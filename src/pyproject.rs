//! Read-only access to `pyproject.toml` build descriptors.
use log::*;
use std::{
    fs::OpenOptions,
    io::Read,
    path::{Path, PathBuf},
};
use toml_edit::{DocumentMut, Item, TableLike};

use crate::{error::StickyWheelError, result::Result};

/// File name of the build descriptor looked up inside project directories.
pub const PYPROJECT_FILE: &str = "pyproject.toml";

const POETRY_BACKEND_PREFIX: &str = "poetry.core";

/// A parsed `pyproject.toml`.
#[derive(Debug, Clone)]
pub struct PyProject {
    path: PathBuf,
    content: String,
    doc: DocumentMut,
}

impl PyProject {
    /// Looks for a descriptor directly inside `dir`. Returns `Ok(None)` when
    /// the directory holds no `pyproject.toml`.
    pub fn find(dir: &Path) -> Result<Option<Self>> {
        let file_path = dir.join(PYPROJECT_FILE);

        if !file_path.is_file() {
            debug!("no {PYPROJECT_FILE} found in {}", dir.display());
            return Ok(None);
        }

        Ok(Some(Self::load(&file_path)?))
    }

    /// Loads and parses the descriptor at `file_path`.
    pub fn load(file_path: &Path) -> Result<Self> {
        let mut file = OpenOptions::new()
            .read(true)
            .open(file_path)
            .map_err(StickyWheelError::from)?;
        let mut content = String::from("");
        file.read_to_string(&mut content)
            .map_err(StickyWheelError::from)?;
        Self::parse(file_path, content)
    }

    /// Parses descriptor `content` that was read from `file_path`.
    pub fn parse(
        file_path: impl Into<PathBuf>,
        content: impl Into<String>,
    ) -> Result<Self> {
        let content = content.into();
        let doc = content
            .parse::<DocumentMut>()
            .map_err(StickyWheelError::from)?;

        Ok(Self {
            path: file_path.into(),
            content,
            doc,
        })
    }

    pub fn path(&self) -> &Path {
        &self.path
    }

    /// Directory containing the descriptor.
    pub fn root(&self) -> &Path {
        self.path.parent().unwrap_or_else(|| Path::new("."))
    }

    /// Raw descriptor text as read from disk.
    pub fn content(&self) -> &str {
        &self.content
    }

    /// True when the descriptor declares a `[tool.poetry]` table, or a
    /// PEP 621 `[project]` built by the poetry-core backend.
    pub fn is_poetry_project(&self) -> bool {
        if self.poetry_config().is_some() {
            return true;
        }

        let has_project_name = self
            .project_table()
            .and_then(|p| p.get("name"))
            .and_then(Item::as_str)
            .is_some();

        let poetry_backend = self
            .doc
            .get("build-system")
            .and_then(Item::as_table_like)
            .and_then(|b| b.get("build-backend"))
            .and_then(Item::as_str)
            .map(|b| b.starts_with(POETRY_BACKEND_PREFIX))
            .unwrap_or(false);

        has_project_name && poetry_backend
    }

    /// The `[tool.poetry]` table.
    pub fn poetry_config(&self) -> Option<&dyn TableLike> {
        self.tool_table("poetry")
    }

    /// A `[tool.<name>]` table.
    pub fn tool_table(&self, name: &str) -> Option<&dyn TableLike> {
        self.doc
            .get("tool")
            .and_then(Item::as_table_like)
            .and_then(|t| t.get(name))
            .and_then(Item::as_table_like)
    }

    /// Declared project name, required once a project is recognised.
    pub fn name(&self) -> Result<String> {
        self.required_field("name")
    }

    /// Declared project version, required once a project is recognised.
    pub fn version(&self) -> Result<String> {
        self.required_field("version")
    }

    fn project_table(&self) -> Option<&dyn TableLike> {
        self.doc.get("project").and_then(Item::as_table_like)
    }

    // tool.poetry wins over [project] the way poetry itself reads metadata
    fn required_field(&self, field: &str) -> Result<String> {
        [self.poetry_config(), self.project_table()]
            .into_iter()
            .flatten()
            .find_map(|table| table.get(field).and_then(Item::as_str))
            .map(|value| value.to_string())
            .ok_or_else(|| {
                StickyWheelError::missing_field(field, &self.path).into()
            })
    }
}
---*---
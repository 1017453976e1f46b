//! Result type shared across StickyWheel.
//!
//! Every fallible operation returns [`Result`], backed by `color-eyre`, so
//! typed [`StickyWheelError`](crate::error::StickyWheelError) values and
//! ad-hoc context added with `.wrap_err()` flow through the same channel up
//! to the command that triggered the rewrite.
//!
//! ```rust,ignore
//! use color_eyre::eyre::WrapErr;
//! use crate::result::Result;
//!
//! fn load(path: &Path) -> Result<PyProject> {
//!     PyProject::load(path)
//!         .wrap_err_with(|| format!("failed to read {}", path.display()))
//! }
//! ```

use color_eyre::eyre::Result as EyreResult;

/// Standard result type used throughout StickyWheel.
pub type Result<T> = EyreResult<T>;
---*---
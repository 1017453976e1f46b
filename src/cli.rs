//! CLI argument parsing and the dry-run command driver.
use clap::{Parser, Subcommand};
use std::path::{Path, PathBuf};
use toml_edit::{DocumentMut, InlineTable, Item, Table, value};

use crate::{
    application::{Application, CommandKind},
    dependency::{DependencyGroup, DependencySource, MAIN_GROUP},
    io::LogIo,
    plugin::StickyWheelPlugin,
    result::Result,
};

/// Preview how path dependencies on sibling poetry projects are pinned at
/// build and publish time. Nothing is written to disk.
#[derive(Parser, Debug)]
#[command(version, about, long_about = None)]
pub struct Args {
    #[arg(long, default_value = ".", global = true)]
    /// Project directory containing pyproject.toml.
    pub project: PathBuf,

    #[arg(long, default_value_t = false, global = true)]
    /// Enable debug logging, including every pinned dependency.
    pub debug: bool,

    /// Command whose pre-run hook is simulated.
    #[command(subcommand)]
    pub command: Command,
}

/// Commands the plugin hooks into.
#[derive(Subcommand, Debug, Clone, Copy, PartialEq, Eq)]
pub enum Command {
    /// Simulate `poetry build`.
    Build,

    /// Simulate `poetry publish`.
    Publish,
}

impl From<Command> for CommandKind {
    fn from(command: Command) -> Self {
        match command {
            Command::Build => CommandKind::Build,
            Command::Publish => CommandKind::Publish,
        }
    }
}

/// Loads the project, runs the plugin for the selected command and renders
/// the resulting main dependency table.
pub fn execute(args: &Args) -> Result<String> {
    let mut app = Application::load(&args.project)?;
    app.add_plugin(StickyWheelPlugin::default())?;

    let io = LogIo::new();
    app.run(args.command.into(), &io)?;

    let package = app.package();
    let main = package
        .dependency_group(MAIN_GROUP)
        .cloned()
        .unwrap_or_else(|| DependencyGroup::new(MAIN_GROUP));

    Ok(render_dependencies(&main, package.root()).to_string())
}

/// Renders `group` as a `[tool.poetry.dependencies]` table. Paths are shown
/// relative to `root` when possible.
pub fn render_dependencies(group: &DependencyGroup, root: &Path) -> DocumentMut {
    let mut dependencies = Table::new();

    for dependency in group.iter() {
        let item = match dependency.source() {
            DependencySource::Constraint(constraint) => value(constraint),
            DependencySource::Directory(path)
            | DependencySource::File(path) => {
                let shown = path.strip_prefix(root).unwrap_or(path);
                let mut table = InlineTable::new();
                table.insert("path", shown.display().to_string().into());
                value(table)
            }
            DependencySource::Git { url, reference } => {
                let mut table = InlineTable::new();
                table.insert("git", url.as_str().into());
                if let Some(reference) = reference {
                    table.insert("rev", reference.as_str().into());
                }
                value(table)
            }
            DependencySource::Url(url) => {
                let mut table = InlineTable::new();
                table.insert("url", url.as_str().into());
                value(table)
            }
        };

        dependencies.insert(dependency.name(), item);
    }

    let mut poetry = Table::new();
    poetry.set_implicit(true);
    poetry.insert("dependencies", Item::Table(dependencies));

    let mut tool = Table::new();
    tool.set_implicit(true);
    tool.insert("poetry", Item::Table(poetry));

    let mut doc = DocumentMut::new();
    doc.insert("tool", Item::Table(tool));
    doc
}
---*---
EXERCISE AIM
Retype, exactly and in full, the lines above from the one containing "used throughout StickyWheel." through the one containing "pub type Result<T> = EyreResult<T>;".

FINISHED TASK
/// Standard result type used throughout StickyWheel.
pub type Result<T> = EyreResult<T>;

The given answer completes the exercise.